The first paragraph of this thought experiment essentially says a bank wasn’t doing things right, court called them on it, a bunch of money was lost, I was CEO of the bank, I played the evil/greedy role of throwing lawyers at the problem, & now what do I do? That is so different from how I approach asset protection, which is MY function, that I can’t say I’m qualified to respond. My bank would take precautions to reduce risk of large losses, for its sake.
“After you give the charity that fatal bad news, you learn (because you get angry phone calls from them) that said small charity’s board of directors includes Linda Bachus and Barbara Johnson. Still willing to hold fast to “Shared Responsibility”?”
Which happens all the time in these cases, right? Initially, I feel you’re using an uncommon situation as evidence for the rule that applies to very different majority. That said, and without expertise in those situations, I would say the bank might make an exception, do a settlement, apologize, donate to the charity, etc. You know… the “diplomatic” ways that companies sometimes treat elites/regulators vs the rest of their clients. I’d love to see such a scenario play out & it result in legislation. Did it happen or is it one of those fun, hypothetical scenarios? So far, I only see a court or two laying the groundwork for solving the problem.
“Anyone who would say “yes” would lie about other things too. I actually enjoyed testifying before one of Bachus’ subcommittees, but I really doubt your appearance would be as much fun. ”
I agree. I’m a technical- and business-oriented thinker and doer. They’re politicians. The two types rarely mix well. 😉 Also, I’m quick to call out an ineffective solution rather than compromise so the proposer can save face (resulting in problems for others later, sometimes death). However, if I WANT to, I can work with those types of people… fairly well. This issue, for instance, would be worth talking a careful, humble & diplomatic approach to discussion and conversation if I was in the presence of people with influence.
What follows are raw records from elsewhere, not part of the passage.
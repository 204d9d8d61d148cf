//! Cooperative cancellation tokens and the shared request registry.

use std::collections::HashMap;
use std::sync::atomic::{AtomicBool, Ordering};
use std::sync::{Arc, RwLock};

/// A per-request cancellation token.
///
/// Cancellation is cooperative: the generation loop polls the token at each
/// chunk boundary and stops at the next checkpoint after it is set. Clones
/// share the same flag.
#[derive(Debug, Clone, Default)]
pub struct CancellationToken {
    flag: Arc<AtomicBool>,
}

impl CancellationToken {
    /// Create an unset token.
    pub fn new() -> Self {
        Self::default()
    }

    /// Request cancellation. Idempotent.
    pub fn cancel(&self) {
        self.flag.store(true, Ordering::SeqCst);
    }

    /// Whether cancellation has been requested.
    pub fn is_cancelled(&self) -> bool {
        self.flag.load(Ordering::SeqCst)
    }
}

/// Shared registry of in-flight generation requests.
///
/// Maps request ids to their cancellation tokens. Registration and lookup
/// take a short lock; the tokens themselves are lock-free, so cancelling one
/// request never serializes unrelated sessions.
#[derive(Debug, Default)]
pub struct CancellationRegistry {
    tokens: RwLock<HashMap<String, CancellationToken>>,
}

impl CancellationRegistry {
    /// Create an empty registry.
    pub fn new() -> Self {
        Self::default()
    }

    /// Mint and register a token for `request_id`, replacing any prior entry
    /// for the same id.
    pub fn register(&self, request_id: &str) -> CancellationToken {
        let token = CancellationToken::new();
        let mut tokens = self.tokens.write().unwrap_or_else(|e| e.into_inner());
        tokens.insert(request_id.to_string(), token.clone());
        token
    }

    /// Cancel the request with the given id. Unknown or already-finished ids
    /// are a no-op.
    pub fn cancel(&self, request_id: &str) {
        let tokens = self.tokens.read().unwrap_or_else(|e| e.into_inner());
        if let Some(token) = tokens.get(request_id) {
            token.cancel();
        }
    }

    /// Cancel every registered request and clear the registry.
    pub fn cancel_all(&self) {
        let mut tokens = self.tokens.write().unwrap_or_else(|e| e.into_inner());
        for token in tokens.values() {
            token.cancel();
        }
        tokens.clear();
    }

    /// Drop the registry entry for a finished request. The token itself
    /// stays valid for any holder still polling it.
    pub fn remove(&self, request_id: &str) {
        let mut tokens = self.tokens.write().unwrap_or_else(|e| e.into_inner());
        tokens.remove(request_id);
    }

    /// Number of in-flight requests.
    pub fn len(&self) -> usize {
        self.tokens.read().unwrap_or_else(|e| e.into_inner()).len()
    }

    /// Whether no request is in flight.
    pub fn is_empty(&self) -> bool {
        self.len() == 0
    }
}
I’d probably imitate the presentation style of someone like yourself.
“Also, I enjoyed speaking with Silicon Valley Law Group’s Julie Rogers, but do you think you would enjoy a conversation with her as much? Her firm is signaling in articles like this one that they sure would like to talk with you!”
If you’re being serious, then I might be willing to in the future. Up to my neck in things to handle right now, but I’d seriously like to discuss with one the depths of the issue (solutions, their costs, feasibility, etc.). Might also be able to draw on some banker sources of mine to help figure out ways that they can implement your strategy or mine with minimal fuss. (Increases likelihood of their taking action)
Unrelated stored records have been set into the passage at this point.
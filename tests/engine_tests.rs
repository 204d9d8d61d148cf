//! End-to-end tests for ingestion, retrieval, and streaming generation,
//! driven by scripted in-process provider and model implementations.

use std::collections::HashMap;
use std::sync::atomic::{AtomicUsize, Ordering};
use std::sync::{Arc, Mutex};
use std::time::Duration;

use async_trait::async_trait;
use ollama_rag::{
    CancellationRegistry, ChunkStream, ContextBuilder, ConversationStore, DedupEngine, Document,
    DocumentStore, EmbeddingProvider, EventBus, GenerateOptions, GenerationEngine,
    GenerationEvent, GenerationOutcome, GenerativeModel, InMemoryConversationStore,
    InMemoryDocumentStore, IngestOutcome, ModelSettings, OllamaConfig, PromptMessage, RagConfig,
    RagError, Result, Role, SimilarityResult, StoreStats, StreamChunk, CANCELLED_SENTINEL,
};

/// Maps exact texts to fixed vectors; unknown texts embed to `fallback`.
struct ScriptedEmbedder {
    map: HashMap<String, Vec<f32>>,
    fallback: Vec<f32>,
}

impl ScriptedEmbedder {
    fn new(fallback: Vec<f32>) -> Self {
        Self { map: HashMap::new(), fallback }
    }

    fn with(mut self, text: &str, vector: Vec<f32>) -> Self {
        self.map.insert(text.to_string(), vector);
        self
    }
}

#[async_trait]
impl EmbeddingProvider for ScriptedEmbedder {
    async fn embed(&self, text: &str) -> Result<Vec<f32>> {
        Ok(self.map.get(text).cloned().unwrap_or_else(|| self.fallback.clone()))
    }

    fn dimensions(&self) -> usize {
        self.fallback.len()
    }
}

/// Streams a fixed chunk script with a configurable delay before each chunk,
/// optionally failing partway through. Records every prompt it receives.
struct ScriptedModel {
    chunks: Vec<StreamChunk>,
    fail_after: Option<usize>,
    delay: Duration,
    seen: Mutex<Vec<Vec<PromptMessage>>>,
}

impl ScriptedModel {
    fn completing(text_chunks: &[&str]) -> Self {
        let mut chunks: Vec<StreamChunk> = text_chunks
            .iter()
            .map(|c| StreamChunk { content: (*c).to_string(), done: false })
            .collect();
        chunks.push(StreamChunk { content: String::new(), done: true });
        Self { chunks, fail_after: None, delay: Duration::from_millis(0), seen: Mutex::new(Vec::new()) }
    }

    fn with_delay(mut self, delay: Duration) -> Self {
        self.delay = delay;
        self
    }

    fn failing_after(mut self, emitted: usize) -> Self {
        self.fail_after = Some(emitted);
        self
    }

    fn seen_prompts(&self) -> Vec<Vec<PromptMessage>> {
        self.seen.lock().unwrap().clone()
    }

    fn script_stream(&self) -> ChunkStream {
        let chunks = self.chunks.clone();
        let fail_after = self.fail_after;
        let delay = self.delay;
        Box::pin(async_stream::stream! {
            for (i, chunk) in chunks.into_iter().enumerate() {
                tokio::time::sleep(delay).await;
                if fail_after == Some(i) {
                    yield Err(RagError::ProviderUnavailable {
                        provider: "scripted".into(),
                        message: "connection reset".into(),
                    });
                    return;
                }
                yield Ok(chunk);
            }
        })
    }
}
//! Error types for the `ollama-rag` crate.

use thiserror::Error;

/// Errors that can occur in retrieval and generation operations.
#[derive(Debug, Error)]
pub enum RagError {
    /// The embedding or model endpoint could not be reached, or returned a
    /// non-success status.
    #[error("Provider unavailable ({provider}): {message}")]
    ProviderUnavailable {
        /// The provider that produced the error.
        provider: String,
        /// A description of the failure.
        message: String,
    },

    /// An upstream payload could not be parsed into the expected shape.
    #[error("Malformed response ({provider}): {message}")]
    MalformedResponse {
        /// The provider whose response was unparseable.
        provider: String,
        /// A description of the failure.
        message: String,
    },

    /// The backing document or conversation store failed.
    #[error("Store unavailable: {0}")]
    StoreUnavailable(String),

    /// Vector math was attempted on vectors of incompatible dimensionality.
    #[error("Dimension mismatch: expected {expected}, got {actual}")]
    DimensionMismatch {
        /// Length of the left-hand vector.
        expected: usize,
        /// Length of the right-hand vector.
        actual: usize,
    },

    /// A referenced document or session does not exist.
    #[error("Not found: {0}")]
    NotFound(String),

    /// The generation was cancelled cooperatively mid-stream. A terminal
    /// state rather than a true failure.
    #[error("Generation cancelled")]
    Cancelled,

    /// A configuration validation error.
    #[error("Configuration error: {0}")]
    ConfigError(String),
}

/// A convenience result type for RAG operations.
pub type Result<T> = std::result::Result<T, RagError>;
Good luck to your organization on influencing legislation. You’re off to a good start. Payment processors should certainly be the first line of defense & aren’t doing enough. Only liability on banks or processors will change this. Until then, we have Krebs/NickP-style risk reduction & mitigation solutions that are cheap & work. We have people getting word out to the customers. What more can be done? (Meant half-rhetorically, half-seriously.)